§ **Your task**
Will you return, word for word, only the lines from the top of the data below down to and including the one with "let mut inline = [0u8; 64];"?

(Data provided begins)

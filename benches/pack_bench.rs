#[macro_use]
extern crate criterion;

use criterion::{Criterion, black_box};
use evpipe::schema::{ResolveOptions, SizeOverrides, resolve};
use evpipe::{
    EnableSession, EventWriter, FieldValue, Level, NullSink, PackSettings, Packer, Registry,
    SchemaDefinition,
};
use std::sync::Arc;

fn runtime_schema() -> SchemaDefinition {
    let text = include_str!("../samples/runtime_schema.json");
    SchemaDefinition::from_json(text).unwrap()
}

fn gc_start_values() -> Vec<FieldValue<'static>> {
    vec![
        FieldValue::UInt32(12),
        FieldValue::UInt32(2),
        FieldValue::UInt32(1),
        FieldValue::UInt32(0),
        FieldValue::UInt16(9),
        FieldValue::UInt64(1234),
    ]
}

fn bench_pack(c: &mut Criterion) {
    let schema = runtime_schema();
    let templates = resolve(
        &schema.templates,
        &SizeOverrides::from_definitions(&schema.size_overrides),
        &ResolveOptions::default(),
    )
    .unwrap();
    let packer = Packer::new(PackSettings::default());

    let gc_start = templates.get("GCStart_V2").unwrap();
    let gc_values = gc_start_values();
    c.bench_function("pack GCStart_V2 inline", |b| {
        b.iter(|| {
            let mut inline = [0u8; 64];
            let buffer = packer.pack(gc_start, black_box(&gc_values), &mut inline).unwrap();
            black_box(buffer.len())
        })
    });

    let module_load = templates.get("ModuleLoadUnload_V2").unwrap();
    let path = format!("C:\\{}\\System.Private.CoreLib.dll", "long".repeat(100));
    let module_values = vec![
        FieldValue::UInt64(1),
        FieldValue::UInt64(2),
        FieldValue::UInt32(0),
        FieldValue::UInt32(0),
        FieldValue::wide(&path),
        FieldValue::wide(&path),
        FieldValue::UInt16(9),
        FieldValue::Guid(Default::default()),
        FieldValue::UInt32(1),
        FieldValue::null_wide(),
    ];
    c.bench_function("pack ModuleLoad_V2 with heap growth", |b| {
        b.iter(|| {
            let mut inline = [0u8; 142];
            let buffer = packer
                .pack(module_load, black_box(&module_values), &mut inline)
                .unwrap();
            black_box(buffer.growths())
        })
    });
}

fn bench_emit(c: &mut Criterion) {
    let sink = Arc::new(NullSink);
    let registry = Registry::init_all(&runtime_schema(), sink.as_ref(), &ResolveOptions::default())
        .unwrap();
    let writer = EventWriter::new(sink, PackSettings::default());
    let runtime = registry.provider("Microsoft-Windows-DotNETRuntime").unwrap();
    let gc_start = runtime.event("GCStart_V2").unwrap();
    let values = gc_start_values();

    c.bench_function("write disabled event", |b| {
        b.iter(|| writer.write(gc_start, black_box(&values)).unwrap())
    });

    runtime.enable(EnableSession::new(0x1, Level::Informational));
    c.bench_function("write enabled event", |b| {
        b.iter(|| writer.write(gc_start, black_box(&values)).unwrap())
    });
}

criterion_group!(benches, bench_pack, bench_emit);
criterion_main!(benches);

(Data provided ends)

§ **Your solution**
filename benches/pack_bench.rs
#[macro_use]
extern crate criterion;

use criterion::{Criterion, black_box};
use evpipe::schema::{ResolveOptions, SizeOverrides, resolve};
use evpipe::{
    EnableSession, EventWriter, FieldValue, Level, NullSink, PackSettings, Packer, Registry,
    SchemaDefinition,
};
use std::sync::Arc;

fn runtime_schema() -> SchemaDefinition {
    let text = include_str!("../samples/runtime_schema.json");
    SchemaDefinition::from_json(text).unwrap()
}

fn gc_start_values() -> Vec<FieldValue<'static>> {
    vec![
        FieldValue::UInt32(12),
        FieldValue::UInt32(2),
        FieldValue::UInt32(1),
        FieldValue::UInt32(0),
        FieldValue::UInt16(9),
        FieldValue::UInt64(1234),
    ]
}

fn bench_pack(c: &mut Criterion) {
    let schema = runtime_schema();
    let templates = resolve(
        &schema.templates,
        &SizeOverrides::from_definitions(&schema.size_overrides),
        &ResolveOptions::default(),
    )
    .unwrap();
    let packer = Packer::new(PackSettings::default());

    let gc_start = templates.get("GCStart_V2").unwrap();
    let gc_values = gc_start_values();
    c.bench_function("pack GCStart_V2 inline", |b| {
        b.iter(|| {
            let mut inline = [0u8; 64];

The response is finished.